Sustainability and energy efficiency are key themes for NPE2009 for PET blow molding equipment maker Krones Inc. (Booth S46067).
At the top of the list of new introductions for the Franklin, Wis., firm is its NitroHotfill process, which David Raabe, Krones' director of blow molding technology, said has the potential to eliminate the traditional paneled hot fill bottles in use today.
This technology allows freedom of design. You can have a round bottle, you have 30 percent less material and you can run it faster. It's like a step between hot fill today and aseptic because it is able to take a real weight reduction, he said.
The NitroHotfill process uses the firm's Relax-Cooling concept, which incorporates a nitrogen doser just before the capper to create a positive pressure within the bottle. This pressure compensates for shrinkage in the product volume downstream of the recooler, preventing distortion of the bottle due to it being under pressure and eliminating the need for complex panelled bottle designs.
Aside from the material savings, the process also requires reduced blowing air pressures and can significantly reduce flushing air consumption, further adding to processing economies.
Raabe said the company already has the NitroHotfill process running in 14- and 28-station versions at a bottling facility in Asia.
Improving the sustainability of the PET industry is also the thinking behind Krones' introduction of its new compact bottle-to-bottle recycling technology. This takes a slightly different approach to post-consumer bottle recycling by using small localized recycling units.
The recycling plants are designed to accommodate bottlers, converters and brand owners that want to incorporate vertically integrated recycling into their bottle production.The plants are large enough to support a one or two-plant size operation, said Jon Larson, Krones' product manager for recycling technology.
The industry norm, and I think it's the preconceived idea, is that the economics work for big systems. What we have done is create a system that is smaller. And because we keep the PET in flake form there is not a huge amount of energy consumption and you don't need a huge amount of manpower to operate it, he said.
The technology is designed to manage up to a ton of resin an hour, delivering a recycled flake that is equal in quality to a virgin PET pellet. The technology has a letter of no objection from the Food and Drug Administration.
According to Krones, a key advantage of the the system is that because it is sized for lower throughputs, it can operate on a localized supply of post-consumer bottles rather than having to buy in material on the open trading market. This, Larson said, results in more consistent feedstock quality and that makes output more consistant.

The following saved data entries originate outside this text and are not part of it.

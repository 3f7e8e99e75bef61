//! Virtual cash ledger: settlements, dividends, transfers and deposit splits.
//!
//! Every mutation is expressed as a batch of [`LedgerEntry`] values handed to
//! [`LedgerStore::apply`], so balance rows and their transaction rows always
//! change together.

use chrono::{Duration, Utc};
use rust_decimal::prelude::FromPrimitive;
use rust_decimal::Decimal;
use satellite_core::cash::parse_cash_symbol;
use satellite_core::types::{
    keys, AllocationSettings, Bucket, BucketBalance, BucketStatus, BucketTransaction,
    LedgerEntry, PortfolioSummary, TransactionFilter, TransactionType, AMOUNT_SCALE,
    CORE_BUCKET_ID, MAX_SATELLITE_BUDGET_PCT,
};
use satellite_core::{
    BucketStore, CashManager, Error, LedgerStore, Result, SatelliteStore, SettingsStore,
};
use std::collections::{BTreeMap, BTreeSet};
use std::sync::Arc;
use tracing::info;

/// Core/satellite differences below this are left alone by [`BalanceService::reallocate`].
const REALLOCATION_MIN_ADJUSTMENT: Decimal = Decimal::from_parts(1, 0, 0, false, 2);

/// Ledger operations over a [`SatelliteStore`].
pub struct BalanceService {
    store: Arc<dyn SatelliteStore>,
}

impl BalanceService {
    pub fn new(store: Arc<dyn SatelliteStore>) -> Self {
        Self { store }
    }

    // --- Queries ---

    pub async fn get_balance(&self, bucket_id: &str, currency: &str) -> Result<Option<BucketBalance>> {
        self.store.get_balance(bucket_id, currency).await
    }

    /// Balance amount, zero when the bucket never held the currency.
    pub async fn get_balance_amount(&self, bucket_id: &str, currency: &str) -> Result<Decimal> {
        self.store.get_cash_balance(bucket_id, currency).await
    }

    pub async fn get_all_balances(&self, bucket_id: &str) -> Result<Vec<BucketBalance>> {
        self.store.list_balances(Some(bucket_id)).await
    }

    pub async fn get_total_by_currency(&self, currency: &str) -> Result<Decimal> {
        self.store.get_total_by_currency(currency).await
    }

    /// Distinct currencies held by any bucket, sorted.
    pub async fn get_all_currencies(&self) -> Result<Vec<String>> {
        let currencies: BTreeSet<String> = self
            .store
            .get_all_cash_symbols()
            .await?
            .iter()
            .filter_map(|symbol| parse_cash_symbol(symbol))
            .map(|(currency, _)| currency)
            .collect();
        Ok(currencies.into_iter().collect())
    }

    /// bucket_id -> currency -> balance, including buckets with no cash.
    pub async fn get_portfolio_summary(&self) -> Result<PortfolioSummary> {
        let mut summary: PortfolioSummary = self
            .store
            .list_buckets()
            .await?
            .into_iter()
            .map(|b| (b.id, BTreeMap::new()))
            .collect();

        for balance in self.store.list_balances(None).await? {
            summary
                .entry(balance.bucket_id)
                .or_default()
                .insert(balance.currency, balance.balance);
        }
        Ok(summary)
    }

    pub async fn get_transactions(
        &self,
        bucket_id: &str,
        limit: u32,
        offset: u32,
        transaction_type: Option<TransactionType>,
    ) -> Result<Vec<BucketTransaction>> {
        let mut filter = TransactionFilter::new()
            .bucket(bucket_id)
            .limit(limit)
            .offset(offset);
        filter.transaction_type = transaction_type;
        self.store.transactions(&filter).await
    }

    /// Transactions of the last `days` days, newest first.
    pub async fn get_recent_transactions(
        &self,
        bucket_id: &str,
        days: i64,
    ) -> Result<Vec<BucketTransaction>> {
        let filter = TransactionFilter::new()
            .bucket(bucket_id)
            .since(Utc::now() - Duration::days(days));
        self.store.transactions(&filter).await
    }

    pub async fn get_allocation_settings(&self) -> Result<AllocationSettings> {
        self.store.allocation_settings().await
    }

    pub async fn update_satellite_budget(&self, budget_pct: f64) -> Result<()> {
        if !(0.0..=MAX_SATELLITE_BUDGET_PCT).contains(&budget_pct) {
            return Err(Error::validation(format!(
                "satellite budget must be between 0% and {:.0}%, got {:.1}%",
                MAX_SATELLITE_BUDGET_PCT * 100.0,
                budget_pct * 100.0
            )));
        }
        self.store
            .set_allocation_value(keys::SATELLITE_BUDGET_PCT, budget_pct)
            .await?;
        info!(budget_pct, "Updated satellite budget");
        Ok(())
    }

    // --- Mutations ---

    /// Settle a trade against a bucket's cash. Buys debit, sells credit.
    ///
    /// A buy larger than the available cash fails with `InsufficientFunds`.
    pub async fn record_trade_settlement(
        &self,
        bucket_id: &str,
        amount: Decimal,
        currency: &str,
        is_buy: bool,
        description: Option<String>,
    ) -> Result<BucketBalance> {
        if amount < Decimal::ZERO {
            return Err(Error::validation("amount must be positive"));
        }
        let amount = amount.round_dp(AMOUNT_SCALE);

        let entry = if is_buy {
            LedgerEntry::adjust(bucket_id, currency, -amount, TransactionType::TradeBuy)
                .with_description(description.or_else(|| Some("Buy settlement".into())))
                .require_funds()
        } else {
            LedgerEntry::adjust(bucket_id, currency, amount, TransactionType::TradeSell)
                .with_description(description.or_else(|| Some("Sell settlement".into())))
        };

        let balance = self.apply_one(entry).await?;
        info!(
            bucket_id = %bucket_id,
            amount = %amount,
            currency = %currency,
            action = if is_buy { "bought" } else { "sold" },
            new_balance = %balance.balance,
            "Recorded trade settlement"
        );
        Ok(balance)
    }

    pub async fn record_dividend(
        &self,
        bucket_id: &str,
        amount: Decimal,
        currency: &str,
        description: Option<String>,
    ) -> Result<BucketBalance> {
        let amount = positive_amount(amount)?;
        let entry = LedgerEntry::adjust(bucket_id, currency, amount, TransactionType::Dividend)
            .with_description(description.or_else(|| Some("Dividend payment".into())));

        let balance = self.apply_one(entry).await?;
        info!(
            bucket_id = %bucket_id,
            amount = %amount,
            currency = %currency,
            new_balance = %balance.balance,
            "Recorded dividend"
        );
        Ok(balance)
    }

    /// Move cash between two buckets as a matched transfer_out/transfer_in pair.
    ///
    /// Returns the source and destination balances after the move.
    pub async fn transfer_between_buckets(
        &self,
        from_bucket_id: &str,
        to_bucket_id: &str,
        amount: Decimal,
        currency: &str,
        description: Option<String>,
    ) -> Result<(BucketBalance, BucketBalance)> {
        let amount = positive_amount(amount)?;
        if from_bucket_id == to_bucket_id {
            return Err(Error::validation("cannot transfer to same bucket"));
        }

        let from = self.bucket(from_bucket_id).await?;
        let to = self.bucket(to_bucket_id).await?;

        let available = self.store.get_cash_balance(from_bucket_id, currency).await?;
        if available < amount {
            return Err(Error::InsufficientFunds {
                bucket_id: from_bucket_id.to_string(),
                currency: currency.to_string(),
                available,
                required: amount,
            });
        }

        let out_description = description
            .clone()
            .unwrap_or_else(|| format!("Transfer to {}", to.name));
        let in_description = description.unwrap_or_else(|| format!("Transfer from {}", from.name));

        let entries = [
            LedgerEntry::adjust(from_bucket_id, currency, -amount, TransactionType::TransferOut)
                .with_description(Some(out_description))
                .require_funds(),
            LedgerEntry::adjust(to_bucket_id, currency, amount, TransactionType::TransferIn)
                .with_description(Some(in_description)),
        ];

        let mut balances = self.store.apply(&entries).await?.into_iter();
        let (Some(from_balance), Some(to_balance)) = (balances.next(), balances.next()) else {
            return Err(Error::External(
                "ledger store returned fewer balances than entries".into(),
            ));
        };

        info!(
            from = %from_bucket_id,
            to = %to_bucket_id,
            amount = %amount,
            currency = %currency,
            "Transferred between buckets"
        );
        Ok((from_balance, to_balance))
    }

    /// Split an inbound deposit between core and the funded satellites.
    ///
    /// The satellite share (`amount * satellite_budget_pct`) is divided evenly
    /// across active and accumulating satellites; without any, it goes to core.
    /// Returns bucket_id -> amount credited.
    pub async fn allocate_deposit(
        &self,
        amount: Decimal,
        currency: &str,
        description: Option<String>,
    ) -> Result<BTreeMap<String, Decimal>> {
        let amount = positive_amount(amount)?;
        let settings = self.store.allocation_settings().await?;
        let budget_pct = settings.satellite_budget_pct;

        let satellite_amount = if budget_pct > 0.0 {
            (amount * to_decimal(budget_pct)?).round_dp(AMOUNT_SCALE)
        } else {
            Decimal::ZERO
        };
        let core_amount = amount - satellite_amount;

        let satellites = if satellite_amount > Decimal::ZERO {
            self.satellites_where(|status| status.receives_deposits())
                .await?
        } else {
            Vec::new()
        };

        let mut entries = Vec::new();
        let mut allocation = BTreeMap::new();

        if core_amount > Decimal::ZERO {
            let core_description = description.unwrap_or_else(|| {
                format!("Deposit allocation ({:.1}% to core)", (1.0 - budget_pct) * 100.0)
            });
            entries.push(
                LedgerEntry::adjust(CORE_BUCKET_ID, currency, core_amount, TransactionType::Deposit)
                    .with_description(Some(core_description)),
            );
            allocation.insert(CORE_BUCKET_ID.to_string(), core_amount);
        }

        if satellite_amount > Decimal::ZERO {
            if satellites.is_empty() {
                entries.push(
                    LedgerEntry::adjust(
                        CORE_BUCKET_ID,
                        currency,
                        satellite_amount,
                        TransactionType::Deposit,
                    )
                    .with_description(Some(
                        "Deposit - no active satellites, allocated to core".into(),
                    )),
                );
                *allocation
                    .entry(CORE_BUCKET_ID.to_string())
                    .or_insert(Decimal::ZERO) += satellite_amount;
            } else {
                let shares = split_evenly(satellite_amount, satellites.len());
                for (satellite, share) in satellites.iter().zip(shares) {
                    entries.push(
                        LedgerEntry::adjust(&satellite.id, currency, share, TransactionType::Deposit)
                            .with_description(Some(format!(
                                "Deposit allocation to {}",
                                satellite.name
                            ))),
                    );
                    allocation.insert(satellite.id.clone(), share);
                }
            }
        }

        self.store.apply(&entries).await?;

        info!(
            total_amount = %amount,
            currency = %currency,
            core_amount = %allocation.get(CORE_BUCKET_ID).copied().unwrap_or_default(),
            satellites_funded = satellites.len(),
            "Allocated deposit"
        );
        Ok(allocation)
    }

    /// Rebalance cash so core holds `total * (1 - satellite_budget_pct)`.
    ///
    /// The opposite adjustment is spread evenly over active satellites.
    /// Returns the new balances of every bucket touched, or just core's
    /// balance when no move was needed.
    pub async fn reallocate(&self, currency: &str) -> Result<BTreeMap<String, Decimal>> {
        let total = self.store.get_total_by_currency(currency).await?;
        if total.is_zero() {
            return Ok(BTreeMap::new());
        }

        let settings = self.store.allocation_settings().await?;
        let target_core =
            (total * (Decimal::ONE - to_decimal(settings.satellite_budget_pct)?)).round_dp(AMOUNT_SCALE);
        let core_balance = self.store.get_cash_balance(CORE_BUCKET_ID, currency).await?;

        let core_adjustment = target_core - core_balance;
        let satellite_adjustment = -core_adjustment;

        let satellites = self
            .satellites_where(|status| status == BucketStatus::Active)
            .await?;

        if satellite_adjustment.abs() < REALLOCATION_MIN_ADJUSTMENT || satellites.is_empty() {
            info!(
                currency = %currency,
                total_balance = %total,
                "No reallocation needed"
            );
            return Ok(BTreeMap::from([(CORE_BUCKET_ID.to_string(), core_balance)]));
        }

        let mut entries = vec![LedgerEntry::adjust(
            CORE_BUCKET_ID,
            currency,
            core_adjustment,
            TransactionType::Reallocation,
        )
        .with_description(Some("Reallocation adjustment".into()))];

        let shares = split_evenly(satellite_adjustment, satellites.len());
        for (satellite, share) in satellites.iter().zip(shares) {
            entries.push(
                LedgerEntry::adjust(&satellite.id, currency, share, TransactionType::Reallocation)
                    .with_description(Some("Reallocation adjustment".into())),
            );
        }

        let balances = self.store.apply(&entries).await?;

        info!(
            currency = %currency,
            core_adjustment = %core_adjustment,
            satellites_adjusted = satellites.len(),
            "Completed reallocation"
        );
        Ok(balances
            .into_iter()
            .map(|b| (b.bucket_id, b.balance))
            .collect())
    }

    async fn apply_one(&self, entry: LedgerEntry) -> Result<BucketBalance> {
        let bucket_id = entry.bucket_id.clone();
        self.store
            .apply(std::slice::from_ref(&entry))
            .await?
            .pop()
            .ok_or_else(|| Error::bucket_not_found(bucket_id))
    }

    async fn bucket(&self, bucket_id: &str) -> Result<Bucket> {
        self.store
            .get_bucket(bucket_id)
            .await?
            .ok_or_else(|| Error::bucket_not_found(bucket_id))
    }

    async fn satellites_where<F>(&self, keep: F) -> Result<Vec<Bucket>>
    where
        F: Fn(BucketStatus) -> bool,
    {
        Ok(self
            .store
            .list_buckets()
            .await?
            .into_iter()
            .filter(|b| b.is_satellite() && keep(b.status))
            .collect())
    }
}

It's the Coca-Cola model stripped down, Larson said. We source the plant from a local region, and, because we are using it to substitute virgin PET, our goal was to make sure that the output is at least 15-20 percent lower cost than virgin PET. It becomes not just a sustainable option but a cost saving.
Krones, the U.S. division of Neutraubling, Germany-based Krones AG, is in the process of establishing whether the technology delivers these anticipated cost savings. Raabe said that three of the compact recycling units are being installed, one each in Europe, the United States and Asia. The European unit is already in operation; the U.S. facility will start up in the first or second quarter of next year, he said.
One of the biggest entertainers of this technology is the bottled water industry. They are the ones that are taking the flak and they need to have some way of combatting that. They are doing that in two ways, through lightweighting and through recycling, Raabe said.
Since adding mold design, manufacturing and evaluation to its facility in Franklin last November, Krones has been much better positioned to support its customers' development of new lightweight designs.
Now [that] we are self-sustaining in mold manufacturing in North America, we can get closer to our customers' needs, Raabe said.
Krones has set itself a target of producing 800 molds this year at the Franklin site and has already turned out close to 250.
The most important thing is the lead time being able to turn around a product in a short amount of time, Raabe said.